Provided data:
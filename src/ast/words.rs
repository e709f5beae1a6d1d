//! Word lists for `contains_any` / `contains_all` arguments.
//!
//! Words are comma separated. A comma preceded by a backslash belongs to the
//! word (`a\,b` is the single word `a,b`).

/// Split on commas not preceded by a backslash. Escapes are kept.
pub fn split_unescaped(list: &str) -> Vec<&str> {
    let mut words = Vec::new();
    let mut start = 0;
    let mut prev = None;
    for (idx, c) in list.char_indices() {
        if c == ',' && prev != Some('\\') {
            words.push(&list[start..idx]);
            start = idx + 1;
        }
        prev = Some(c);
    }
    words.push(&list[start..]);
    words
}

/// `a\,b` -> `a,b`
pub fn unescape(word: &str) -> String {
    word.replace("\\,", ",")
}

/// `a,b` -> `a\,b`
pub fn escape(word: &str) -> String {
    word.replace(',', "\\,")
}

/// Split a list argument into literal words.
pub fn split_words(list: &str) -> Vec<String> {
    split_unescaped(list).into_iter().map(unescape).collect()
}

Activity: Retype, exactly and only, the lines running from the one with "start = idx + 1;" through the final line of the listing above.

Exercise answer:
            start = idx + 1;
        }
        prev = Some(c);
    }
    words.push(&list[start..]);
    words
}

/// `a\,b` -> `a,b`
pub fn unescape(word: &str) -> String {
    word.replace("\\,", ",")
}

/// `a,b` -> `a\,b`
pub fn escape(word: &str) -> String {
    word.replace(',', "\\,")
}

/// Split a list argument into literal words.
pub fn split_words(list: &str) -> Vec<String> {
    split_unescaped(list).into_iter().map(unescape).collect()
}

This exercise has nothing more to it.